▶ **WHAT THE TASK ASKS**
From the data below, return the exact lines starting at the line containing "repository 70887523f2222e9f" and ending at the line containing "in log lines", both included, and nothing else.

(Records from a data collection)
--- START ---

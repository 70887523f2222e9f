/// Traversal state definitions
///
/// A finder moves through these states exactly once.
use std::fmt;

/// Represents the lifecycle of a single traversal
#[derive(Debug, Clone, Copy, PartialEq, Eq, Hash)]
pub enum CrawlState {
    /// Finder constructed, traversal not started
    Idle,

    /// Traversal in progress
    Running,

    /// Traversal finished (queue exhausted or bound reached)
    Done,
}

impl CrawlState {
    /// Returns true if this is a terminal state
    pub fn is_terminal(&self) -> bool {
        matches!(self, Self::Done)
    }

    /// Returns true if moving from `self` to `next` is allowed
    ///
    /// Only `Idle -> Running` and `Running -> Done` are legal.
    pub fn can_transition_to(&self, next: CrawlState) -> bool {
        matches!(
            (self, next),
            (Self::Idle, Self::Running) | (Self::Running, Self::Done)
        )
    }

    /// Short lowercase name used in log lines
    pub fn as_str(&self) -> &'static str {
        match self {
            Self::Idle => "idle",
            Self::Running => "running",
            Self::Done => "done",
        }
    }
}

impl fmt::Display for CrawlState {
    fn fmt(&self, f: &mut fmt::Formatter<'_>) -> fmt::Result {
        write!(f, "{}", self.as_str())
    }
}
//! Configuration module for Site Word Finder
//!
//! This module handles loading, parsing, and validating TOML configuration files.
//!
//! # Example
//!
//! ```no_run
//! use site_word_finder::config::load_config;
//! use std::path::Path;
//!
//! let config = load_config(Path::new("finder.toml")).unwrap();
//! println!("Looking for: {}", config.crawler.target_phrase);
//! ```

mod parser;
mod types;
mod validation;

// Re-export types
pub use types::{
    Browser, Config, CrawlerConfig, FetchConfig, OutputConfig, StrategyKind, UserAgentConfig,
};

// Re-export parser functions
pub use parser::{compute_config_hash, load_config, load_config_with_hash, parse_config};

--- END ---
--- START ---

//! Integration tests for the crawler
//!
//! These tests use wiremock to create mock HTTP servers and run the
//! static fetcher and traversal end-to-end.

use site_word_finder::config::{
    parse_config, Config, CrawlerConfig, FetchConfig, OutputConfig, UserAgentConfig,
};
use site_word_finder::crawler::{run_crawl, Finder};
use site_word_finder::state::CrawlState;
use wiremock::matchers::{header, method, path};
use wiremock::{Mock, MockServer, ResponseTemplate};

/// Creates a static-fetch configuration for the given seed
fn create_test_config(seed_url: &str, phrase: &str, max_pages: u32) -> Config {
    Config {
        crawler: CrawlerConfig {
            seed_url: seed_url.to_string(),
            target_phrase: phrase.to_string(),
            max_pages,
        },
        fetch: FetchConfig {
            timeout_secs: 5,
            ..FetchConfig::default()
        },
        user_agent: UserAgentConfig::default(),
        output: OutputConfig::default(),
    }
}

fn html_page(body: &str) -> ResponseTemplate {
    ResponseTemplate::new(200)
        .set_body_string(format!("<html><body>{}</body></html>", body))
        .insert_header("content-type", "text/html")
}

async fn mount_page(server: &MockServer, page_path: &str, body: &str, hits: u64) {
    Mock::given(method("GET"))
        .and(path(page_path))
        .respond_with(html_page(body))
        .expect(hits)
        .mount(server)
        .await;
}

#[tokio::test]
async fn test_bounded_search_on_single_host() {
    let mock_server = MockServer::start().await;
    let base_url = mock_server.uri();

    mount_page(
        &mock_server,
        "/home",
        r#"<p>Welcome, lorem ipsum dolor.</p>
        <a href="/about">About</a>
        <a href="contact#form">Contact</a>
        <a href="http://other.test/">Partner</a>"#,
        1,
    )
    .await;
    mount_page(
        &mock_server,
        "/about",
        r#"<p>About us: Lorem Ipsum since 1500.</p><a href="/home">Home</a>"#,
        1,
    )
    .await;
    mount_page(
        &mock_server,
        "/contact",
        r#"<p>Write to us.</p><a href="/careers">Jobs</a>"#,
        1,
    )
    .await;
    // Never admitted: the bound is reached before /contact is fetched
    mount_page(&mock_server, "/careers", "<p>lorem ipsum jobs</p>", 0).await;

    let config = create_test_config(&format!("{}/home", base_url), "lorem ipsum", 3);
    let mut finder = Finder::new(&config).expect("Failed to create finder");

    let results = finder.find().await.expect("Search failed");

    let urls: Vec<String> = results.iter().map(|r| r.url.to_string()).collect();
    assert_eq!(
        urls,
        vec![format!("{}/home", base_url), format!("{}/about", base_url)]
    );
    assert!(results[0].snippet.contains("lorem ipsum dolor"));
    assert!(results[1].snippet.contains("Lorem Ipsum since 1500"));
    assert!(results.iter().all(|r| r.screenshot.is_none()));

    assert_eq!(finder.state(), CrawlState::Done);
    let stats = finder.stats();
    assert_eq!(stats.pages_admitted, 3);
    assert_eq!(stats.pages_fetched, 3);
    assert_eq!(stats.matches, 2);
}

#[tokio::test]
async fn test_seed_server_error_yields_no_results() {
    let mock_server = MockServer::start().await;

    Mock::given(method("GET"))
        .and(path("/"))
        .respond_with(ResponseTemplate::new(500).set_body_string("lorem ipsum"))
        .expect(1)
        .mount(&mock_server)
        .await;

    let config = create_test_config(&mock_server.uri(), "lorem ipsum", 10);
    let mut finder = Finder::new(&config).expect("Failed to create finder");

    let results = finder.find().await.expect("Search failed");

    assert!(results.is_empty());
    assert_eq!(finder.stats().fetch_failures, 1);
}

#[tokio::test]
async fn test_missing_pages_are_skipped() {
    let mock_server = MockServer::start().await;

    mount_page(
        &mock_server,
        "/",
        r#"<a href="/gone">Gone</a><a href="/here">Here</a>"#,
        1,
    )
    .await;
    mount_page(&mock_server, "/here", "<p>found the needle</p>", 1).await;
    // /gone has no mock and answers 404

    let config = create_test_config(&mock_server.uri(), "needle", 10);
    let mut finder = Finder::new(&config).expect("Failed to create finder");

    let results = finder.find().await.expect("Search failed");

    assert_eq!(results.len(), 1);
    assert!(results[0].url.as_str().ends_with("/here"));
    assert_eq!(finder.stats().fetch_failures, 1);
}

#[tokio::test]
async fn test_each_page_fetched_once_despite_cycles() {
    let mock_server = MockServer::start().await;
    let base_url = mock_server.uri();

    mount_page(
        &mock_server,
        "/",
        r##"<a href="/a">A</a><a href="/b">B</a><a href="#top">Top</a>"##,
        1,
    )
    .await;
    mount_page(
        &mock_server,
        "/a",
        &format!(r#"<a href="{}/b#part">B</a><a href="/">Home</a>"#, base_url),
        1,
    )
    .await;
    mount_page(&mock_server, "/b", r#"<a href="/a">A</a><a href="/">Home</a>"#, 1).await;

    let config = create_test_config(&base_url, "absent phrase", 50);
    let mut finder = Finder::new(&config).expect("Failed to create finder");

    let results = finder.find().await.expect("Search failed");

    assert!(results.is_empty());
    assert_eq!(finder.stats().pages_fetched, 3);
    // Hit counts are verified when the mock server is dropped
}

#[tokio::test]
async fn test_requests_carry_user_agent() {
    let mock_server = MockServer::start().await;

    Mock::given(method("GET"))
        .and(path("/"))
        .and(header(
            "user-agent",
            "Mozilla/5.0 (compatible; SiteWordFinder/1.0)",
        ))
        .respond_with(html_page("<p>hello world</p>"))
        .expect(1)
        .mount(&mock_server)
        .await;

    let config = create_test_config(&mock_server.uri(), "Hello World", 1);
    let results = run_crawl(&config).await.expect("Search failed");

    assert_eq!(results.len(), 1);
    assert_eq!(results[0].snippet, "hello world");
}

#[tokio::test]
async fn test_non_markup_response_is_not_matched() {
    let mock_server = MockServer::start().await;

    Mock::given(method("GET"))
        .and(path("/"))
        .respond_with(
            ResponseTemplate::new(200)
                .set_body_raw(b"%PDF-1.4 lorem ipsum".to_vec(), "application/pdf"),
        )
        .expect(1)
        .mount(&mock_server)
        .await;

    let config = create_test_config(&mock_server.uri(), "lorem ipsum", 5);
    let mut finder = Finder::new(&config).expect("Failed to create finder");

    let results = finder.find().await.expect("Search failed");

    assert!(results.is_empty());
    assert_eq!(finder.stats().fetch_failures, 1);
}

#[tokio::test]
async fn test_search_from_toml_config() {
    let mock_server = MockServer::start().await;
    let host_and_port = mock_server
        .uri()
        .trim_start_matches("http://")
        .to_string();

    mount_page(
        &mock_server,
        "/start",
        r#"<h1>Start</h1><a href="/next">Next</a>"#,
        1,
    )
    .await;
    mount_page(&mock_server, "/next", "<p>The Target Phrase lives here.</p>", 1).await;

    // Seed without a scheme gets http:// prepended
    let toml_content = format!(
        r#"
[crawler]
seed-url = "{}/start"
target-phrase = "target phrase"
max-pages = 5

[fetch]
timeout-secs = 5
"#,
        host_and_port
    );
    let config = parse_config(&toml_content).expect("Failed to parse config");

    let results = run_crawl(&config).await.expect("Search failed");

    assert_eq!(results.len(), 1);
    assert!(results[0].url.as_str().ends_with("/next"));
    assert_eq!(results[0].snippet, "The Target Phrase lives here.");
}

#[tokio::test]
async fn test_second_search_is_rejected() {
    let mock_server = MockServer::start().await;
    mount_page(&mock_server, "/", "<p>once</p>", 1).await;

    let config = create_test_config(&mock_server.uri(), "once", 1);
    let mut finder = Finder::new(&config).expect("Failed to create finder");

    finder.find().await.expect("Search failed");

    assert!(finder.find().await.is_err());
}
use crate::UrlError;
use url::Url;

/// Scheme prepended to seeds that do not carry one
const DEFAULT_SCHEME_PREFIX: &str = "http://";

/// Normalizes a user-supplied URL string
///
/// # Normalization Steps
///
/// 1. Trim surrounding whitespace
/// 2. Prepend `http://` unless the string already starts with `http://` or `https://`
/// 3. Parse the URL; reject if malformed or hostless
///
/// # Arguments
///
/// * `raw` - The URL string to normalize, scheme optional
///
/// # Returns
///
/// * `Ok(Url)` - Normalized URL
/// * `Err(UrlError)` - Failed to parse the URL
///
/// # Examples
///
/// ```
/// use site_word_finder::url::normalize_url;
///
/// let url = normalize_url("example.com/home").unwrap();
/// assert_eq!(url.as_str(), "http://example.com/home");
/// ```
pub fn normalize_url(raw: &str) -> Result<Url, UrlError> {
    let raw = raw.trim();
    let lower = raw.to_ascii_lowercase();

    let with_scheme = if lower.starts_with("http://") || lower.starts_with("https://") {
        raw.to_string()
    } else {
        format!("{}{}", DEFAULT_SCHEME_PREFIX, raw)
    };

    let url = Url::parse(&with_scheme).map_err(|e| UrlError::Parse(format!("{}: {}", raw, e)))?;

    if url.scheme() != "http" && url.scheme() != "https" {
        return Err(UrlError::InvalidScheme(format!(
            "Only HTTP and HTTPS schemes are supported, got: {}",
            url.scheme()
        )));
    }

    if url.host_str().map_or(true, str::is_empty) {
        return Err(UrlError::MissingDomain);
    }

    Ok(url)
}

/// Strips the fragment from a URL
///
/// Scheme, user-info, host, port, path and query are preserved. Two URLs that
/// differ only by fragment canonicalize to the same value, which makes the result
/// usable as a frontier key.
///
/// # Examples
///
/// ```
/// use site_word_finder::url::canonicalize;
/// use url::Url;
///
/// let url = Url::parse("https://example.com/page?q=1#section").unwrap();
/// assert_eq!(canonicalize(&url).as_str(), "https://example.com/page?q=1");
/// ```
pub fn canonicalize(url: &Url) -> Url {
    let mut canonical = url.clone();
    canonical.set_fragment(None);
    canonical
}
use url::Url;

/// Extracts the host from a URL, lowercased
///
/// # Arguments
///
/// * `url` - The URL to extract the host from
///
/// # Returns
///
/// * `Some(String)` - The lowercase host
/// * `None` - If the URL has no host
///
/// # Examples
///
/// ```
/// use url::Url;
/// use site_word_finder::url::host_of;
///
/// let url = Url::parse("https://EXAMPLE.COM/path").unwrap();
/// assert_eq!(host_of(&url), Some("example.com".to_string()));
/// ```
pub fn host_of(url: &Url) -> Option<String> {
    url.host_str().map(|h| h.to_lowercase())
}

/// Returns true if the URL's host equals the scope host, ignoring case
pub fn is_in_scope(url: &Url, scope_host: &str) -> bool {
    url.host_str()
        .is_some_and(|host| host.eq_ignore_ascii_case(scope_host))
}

--- END ---

▶ **OUTPUT OF THE TASK**
repository 70887523f2222e9f
/// Traversal state definitions
///
/// A finder moves through these states exactly once.
use std::fmt;

/// Represents the lifecycle of a single traversal
#[derive(Debug, Clone, Copy, PartialEq, Eq, Hash)]
pub enum CrawlState {
    /// Finder constructed, traversal not started
    Idle,

    /// Traversal in progress
    Running,

    /// Traversal finished (queue exhausted or bound reached)
    Done,
}

impl CrawlState {
    /// Returns true if this is a terminal state
    pub fn is_terminal(&self) -> bool {
        matches!(self, Self::Done)
    }

    /// Returns true if moving from `self` to `next` is allowed
    ///
    /// Only `Idle -> Running` and `Running -> Done` are legal.
    pub fn can_transition_to(&self, next: CrawlState) -> bool {
        matches!(
            (self, next),
            (Self::Idle, Self::Running) | (Self::Running, Self::Done)
        )
    }

    /// Short lowercase name used in log lines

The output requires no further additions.